» **WHAT IS NEEDED**
The required output is the full listing below, reproduced word for word.
========
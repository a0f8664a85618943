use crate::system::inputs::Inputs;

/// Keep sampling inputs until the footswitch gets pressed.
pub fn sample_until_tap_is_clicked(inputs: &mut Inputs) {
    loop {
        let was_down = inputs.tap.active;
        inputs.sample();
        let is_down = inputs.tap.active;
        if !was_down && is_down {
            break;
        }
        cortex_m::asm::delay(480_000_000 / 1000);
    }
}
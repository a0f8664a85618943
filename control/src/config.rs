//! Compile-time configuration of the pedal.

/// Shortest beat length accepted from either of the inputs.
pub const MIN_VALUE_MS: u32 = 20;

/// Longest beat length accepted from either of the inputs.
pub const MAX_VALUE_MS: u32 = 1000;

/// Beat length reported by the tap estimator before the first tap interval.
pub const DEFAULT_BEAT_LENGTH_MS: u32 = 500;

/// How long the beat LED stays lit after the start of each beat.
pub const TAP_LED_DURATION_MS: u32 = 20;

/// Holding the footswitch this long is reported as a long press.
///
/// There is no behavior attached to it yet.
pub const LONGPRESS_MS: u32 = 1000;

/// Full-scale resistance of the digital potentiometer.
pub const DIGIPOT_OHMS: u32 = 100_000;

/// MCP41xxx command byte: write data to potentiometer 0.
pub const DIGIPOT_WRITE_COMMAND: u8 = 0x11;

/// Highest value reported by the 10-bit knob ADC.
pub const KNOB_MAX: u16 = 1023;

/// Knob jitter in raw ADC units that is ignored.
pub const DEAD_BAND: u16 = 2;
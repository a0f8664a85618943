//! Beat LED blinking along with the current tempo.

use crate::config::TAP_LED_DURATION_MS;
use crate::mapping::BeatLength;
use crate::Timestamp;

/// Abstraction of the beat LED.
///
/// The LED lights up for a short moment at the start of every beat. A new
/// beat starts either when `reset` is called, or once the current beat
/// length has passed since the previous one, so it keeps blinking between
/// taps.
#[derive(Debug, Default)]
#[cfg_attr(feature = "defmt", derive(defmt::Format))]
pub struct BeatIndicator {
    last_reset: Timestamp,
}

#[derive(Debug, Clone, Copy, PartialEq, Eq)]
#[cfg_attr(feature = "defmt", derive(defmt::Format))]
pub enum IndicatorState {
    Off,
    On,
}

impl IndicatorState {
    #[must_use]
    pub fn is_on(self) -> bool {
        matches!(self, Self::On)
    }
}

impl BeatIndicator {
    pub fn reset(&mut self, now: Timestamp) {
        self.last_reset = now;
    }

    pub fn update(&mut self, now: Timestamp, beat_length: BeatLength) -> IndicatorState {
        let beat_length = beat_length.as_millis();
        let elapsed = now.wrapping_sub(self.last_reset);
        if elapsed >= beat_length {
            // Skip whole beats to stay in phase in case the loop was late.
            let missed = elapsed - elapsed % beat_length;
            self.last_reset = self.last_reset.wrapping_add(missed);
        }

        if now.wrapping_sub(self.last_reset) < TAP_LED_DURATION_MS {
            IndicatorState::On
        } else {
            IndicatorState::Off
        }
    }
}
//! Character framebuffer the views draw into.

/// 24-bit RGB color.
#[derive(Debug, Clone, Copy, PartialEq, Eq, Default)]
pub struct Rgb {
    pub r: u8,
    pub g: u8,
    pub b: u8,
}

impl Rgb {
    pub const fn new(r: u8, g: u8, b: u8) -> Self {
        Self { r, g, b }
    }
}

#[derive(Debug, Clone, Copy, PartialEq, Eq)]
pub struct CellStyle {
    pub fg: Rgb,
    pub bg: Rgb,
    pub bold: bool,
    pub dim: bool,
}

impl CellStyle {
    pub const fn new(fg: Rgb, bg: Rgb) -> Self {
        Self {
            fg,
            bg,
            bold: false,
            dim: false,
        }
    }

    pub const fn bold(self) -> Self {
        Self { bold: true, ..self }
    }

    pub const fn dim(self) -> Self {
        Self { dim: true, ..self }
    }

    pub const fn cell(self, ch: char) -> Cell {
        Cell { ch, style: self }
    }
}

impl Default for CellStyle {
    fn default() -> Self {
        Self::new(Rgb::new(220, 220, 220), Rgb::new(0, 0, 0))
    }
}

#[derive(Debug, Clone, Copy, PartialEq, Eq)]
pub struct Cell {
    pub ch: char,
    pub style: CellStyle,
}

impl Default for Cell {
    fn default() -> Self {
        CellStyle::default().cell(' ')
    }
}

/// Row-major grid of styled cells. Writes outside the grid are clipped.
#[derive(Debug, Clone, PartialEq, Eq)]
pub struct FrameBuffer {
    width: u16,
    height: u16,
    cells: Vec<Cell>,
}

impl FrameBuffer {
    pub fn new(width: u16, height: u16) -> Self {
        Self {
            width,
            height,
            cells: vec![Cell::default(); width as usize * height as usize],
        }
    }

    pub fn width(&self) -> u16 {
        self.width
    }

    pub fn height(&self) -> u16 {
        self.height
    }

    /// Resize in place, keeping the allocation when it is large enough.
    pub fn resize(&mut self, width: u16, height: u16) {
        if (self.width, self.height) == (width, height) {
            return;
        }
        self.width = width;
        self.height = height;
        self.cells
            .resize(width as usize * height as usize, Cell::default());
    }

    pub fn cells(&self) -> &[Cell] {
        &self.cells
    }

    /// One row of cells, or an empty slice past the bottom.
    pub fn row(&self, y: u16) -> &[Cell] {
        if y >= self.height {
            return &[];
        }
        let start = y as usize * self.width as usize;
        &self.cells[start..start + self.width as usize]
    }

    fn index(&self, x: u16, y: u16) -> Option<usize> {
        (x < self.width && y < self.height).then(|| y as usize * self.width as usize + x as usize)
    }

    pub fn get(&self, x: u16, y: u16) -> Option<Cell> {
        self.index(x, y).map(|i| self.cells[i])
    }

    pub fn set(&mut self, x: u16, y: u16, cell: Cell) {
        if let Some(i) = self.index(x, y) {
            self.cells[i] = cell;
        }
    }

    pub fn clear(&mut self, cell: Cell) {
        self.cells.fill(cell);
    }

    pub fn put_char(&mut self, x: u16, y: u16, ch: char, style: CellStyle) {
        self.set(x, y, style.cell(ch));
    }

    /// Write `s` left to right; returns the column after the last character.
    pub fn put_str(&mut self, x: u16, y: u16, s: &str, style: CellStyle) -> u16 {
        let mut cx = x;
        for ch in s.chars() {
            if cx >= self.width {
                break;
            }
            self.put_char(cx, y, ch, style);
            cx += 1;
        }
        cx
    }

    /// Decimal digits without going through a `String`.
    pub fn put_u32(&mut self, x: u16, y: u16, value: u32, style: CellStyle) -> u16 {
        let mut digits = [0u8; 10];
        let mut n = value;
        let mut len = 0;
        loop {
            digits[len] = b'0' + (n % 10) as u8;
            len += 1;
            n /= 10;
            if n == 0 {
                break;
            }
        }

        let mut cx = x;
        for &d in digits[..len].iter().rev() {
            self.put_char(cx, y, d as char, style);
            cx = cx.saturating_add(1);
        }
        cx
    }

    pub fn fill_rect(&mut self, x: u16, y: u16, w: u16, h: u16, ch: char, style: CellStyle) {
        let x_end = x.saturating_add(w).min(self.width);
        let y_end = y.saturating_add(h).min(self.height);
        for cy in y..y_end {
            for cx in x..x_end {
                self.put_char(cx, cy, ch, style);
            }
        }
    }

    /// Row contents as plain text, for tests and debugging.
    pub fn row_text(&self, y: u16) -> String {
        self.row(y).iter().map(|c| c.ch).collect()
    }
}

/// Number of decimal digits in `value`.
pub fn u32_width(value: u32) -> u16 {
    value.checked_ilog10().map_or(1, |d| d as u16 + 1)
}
========
» **TASK RESPONSE**
repository a0f8664a85618943
use crate::system::inputs::Inputs;

/// Keep sampling inputs until the footswitch gets pressed.
pub fn sample_until_tap_is_clicked(inputs: &mut Inputs) {
    loop {
        let was_down = inputs.tap.active;
        inputs.sample();
        let is_down = inputs.tap.active;
        if !was_down && is_down {
            break;
        }
        cortex_m::asm::delay(480_000_000 / 1000);
    }
}
repository a0f8664a85618943
filename control/src/config.rs
//! Compile-time configuration of the pedal.

/// Shortest beat length accepted from either of the inputs.
pub const MIN_VALUE_MS: u32 = 20;

/// Longest beat length accepted from either of the inputs.
pub const MAX_VALUE_MS: u32 = 1000;

/// Beat length reported by the tap estimator before the first tap interval.
pub const DEFAULT_BEAT_LENGTH_MS: u32 = 500;

/// How long the beat LED stays lit after the start of each beat.
pub const TAP_LED_DURATION_MS: u32 = 20;

/// Holding the footswitch this long is reported as a long press.
///
/// There is no behavior attached to it yet.
pub const LONGPRESS_MS: u32 = 1000;

/// Full-scale resistance of the digital potentiometer.
pub const DIGIPOT_OHMS: u32 = 100_000;

/// MCP41xxx command byte: write data to potentiometer 0.
pub const DIGIPOT_WRITE_COMMAND: u8 = 0x11;

/// Highest value reported by the 10-bit knob ADC.
pub const KNOB_MAX: u16 = 1023;

/// Knob jitter in raw ADC units that is ignored.
pub const DEAD_BAND: u16 = 2;
repository a0f8664a85618943
//! Beat LED blinking along with the current tempo.

use crate::config::TAP_LED_DURATION_MS;
use crate::mapping::BeatLength;
use crate::Timestamp;

/// Abstraction of the beat LED.
///
/// The LED lights up for a short moment at the start of every beat. A new
/// beat starts either when `reset` is called, or once the current beat
/// length has passed since the previous one, so it keeps blinking between
/// taps.
#[derive(Debug, Default)]
#[cfg_attr(feature = "defmt", derive(defmt::Format))]
pub struct BeatIndicator {
    last_reset: Timestamp,
}

#[derive(Debug, Clone, Copy, PartialEq, Eq)]
#[cfg_attr(feature = "defmt", derive(defmt::Format))]
pub enum IndicatorState {
    Off,
    On,
}

impl IndicatorState {
    #[must_use]
    pub fn is_on(self) -> bool {
        matches!(self, Self::On)
    }
}

impl BeatIndicator {
    pub fn reset(&mut self, now: Timestamp) {
        self.last_reset = now;
    }

    pub fn update(&mut self, now: Timestamp, beat_length: BeatLength) -> IndicatorState {
        let beat_length = beat_length.as_millis();
        let elapsed = now.wrapping_sub(self.last_reset);
        if elapsed >= beat_length {
            // Skip whole beats to stay in phase in case the loop was late.
            let missed = elapsed - elapsed % beat_length;
            self.last_reset = self.last_reset.wrapping_add(missed);
        }

        if now.wrapping_sub(self.last_reset) < TAP_LED_DURATION_MS {
            IndicatorState::On
        } else {
            IndicatorState::Off
        }
    }
}
//! Character framebuffer the views draw into.

/// 24-bit RGB color.
#[derive(Debug, Clone, Copy, PartialEq, Eq, Default)]
pub struct Rgb {
    pub r: u8,
    pub g: u8,
    pub b: u8,
}

impl Rgb {
    pub const fn new(r: u8, g: u8, b: u8) -> Self {
        Self { r, g, b }
    }
}

#[derive(Debug, Clone, Copy, PartialEq, Eq)]
pub struct CellStyle {
    pub fg: Rgb,
    pub bg: Rgb,
    pub bold: bool,
    pub dim: bool,
}

impl CellStyle {
    pub const fn new(fg: Rgb, bg: Rgb) -> Self {
        Self {
            fg,
            bg,
            bold: false,
            dim: false,
        }
    }

    pub const fn bold(self) -> Self {
        Self { bold: true, ..self }
    }

    pub const fn dim(self) -> Self {
        Self { dim: true, ..self }
    }

    pub const fn cell(self, ch: char) -> Cell {
        Cell { ch, style: self }
    }
}

impl Default for CellStyle {
    fn default() -> Self {
        Self::new(Rgb::new(220, 220, 220), Rgb::new(0, 0, 0))
    }
}

#[derive(Debug, Clone, Copy, PartialEq, Eq)]
pub struct Cell {
    pub ch: char,
    pub style: CellStyle,
}

impl Default for Cell {
    fn default() -> Self {
        CellStyle::default().cell(' ')
    }
}

/// Row-major grid of styled cells. Writes outside the grid are clipped.
#[derive(Debug, Clone, PartialEq, Eq)]
pub struct FrameBuffer {
    width: u16,
    height: u16,
    cells: Vec<Cell>,
}

impl FrameBuffer {
    pub fn new(width: u16, height: u16) -> Self {
        Self {
            width,
            height,
            cells: vec![Cell::default(); width as usize * height as usize],
        }
    }

    pub fn width(&self) -> u16 {
        self.width
    }

    pub fn height(&self) -> u16 {
        self.height
    }

    /// Resize in place, keeping the allocation when it is large enough.
    pub fn resize(&mut self, width: u16, height: u16) {
        if (self.width, self.height) == (width, height) {
            return;
        }
        self.width = width;
        self.height = height;
        self.cells
            .resize(width as usize * height as usize, Cell::default());
    }

    pub fn cells(&self) -> &[Cell] {
        &self.cells
    }

    /// One row of cells, or an empty slice past the bottom.
    pub fn row(&self, y: u16) -> &[Cell] {
        if y >= self.height {
            return &[];
        }
        let start = y as usize * self.width as usize;
        &self.cells[start..start + self.width as usize]
    }

    fn index(&self, x: u16, y: u16) -> Option<usize> {
        (x < self.width && y < self.height).then(|| y as usize * self.width as usize + x as usize)
    }

    pub fn get(&self, x: u16, y: u16) -> Option<Cell> {
        self.index(x, y).map(|i| self.cells[i])
    }

    pub fn set(&mut self, x: u16, y: u16, cell: Cell) {
        if let Some(i) = self.index(x, y) {
            self.cells[i] = cell;
        }
    }

    pub fn clear(&mut self, cell: Cell) {
        self.cells.fill(cell);
    }

    pub fn put_char(&mut self, x: u16, y: u16, ch: char, style: CellStyle) {
        self.set(x, y, style.cell(ch));
    }

    /// Write `s` left to right; returns the column after the last character.
    pub fn put_str(&mut self, x: u16, y: u16, s: &str, style: CellStyle) -> u16 {
        let mut cx = x;
        for ch in s.chars() {
            if cx >= self.width {
                break;
            }
            self.put_char(cx, y, ch, style);
            cx += 1;
        }
        cx
    }

    /// Decimal digits without going through a `String`.
    pub fn put_u32(&mut self, x: u16, y: u16, value: u32, style: CellStyle) -> u16 {
        let mut digits = [0u8; 10];
        let mut n = value;
        let mut len = 0;
        loop {
            digits[len] = b'0' + (n % 10) as u8;
            len += 1;
            n /= 10;
            if n == 0 {
                break;
            }
        }

        let mut cx = x;
        for &d in digits[..len].iter().rev() {
            self.put_char(cx, y, d as char, style);
            cx = cx.saturating_add(1);
        }
        cx
    }

    pub fn fill_rect(&mut self, x: u16, y: u16, w: u16, h: u16, ch: char, style: CellStyle) {
        let x_end = x.saturating_add(w).min(self.width);
        let y_end = y.saturating_add(h).min(self.height);
        for cy in y..y_end {
            for cx in x..x_end {
                self.put_char(cx, cy, ch, style);
            }
        }
    }

    /// Row contents as plain text, for tests and debugging.
    pub fn row_text(&self, y: u16) -> String {
        self.row(y).iter().map(|c| c.ch).collect()
    }
}

/// Number of decimal digits in `value`.
pub fn u32_width(value: u32) -> u16 {
    value.checked_ilog10().map_or(1, |d| d as u16 + 1)
}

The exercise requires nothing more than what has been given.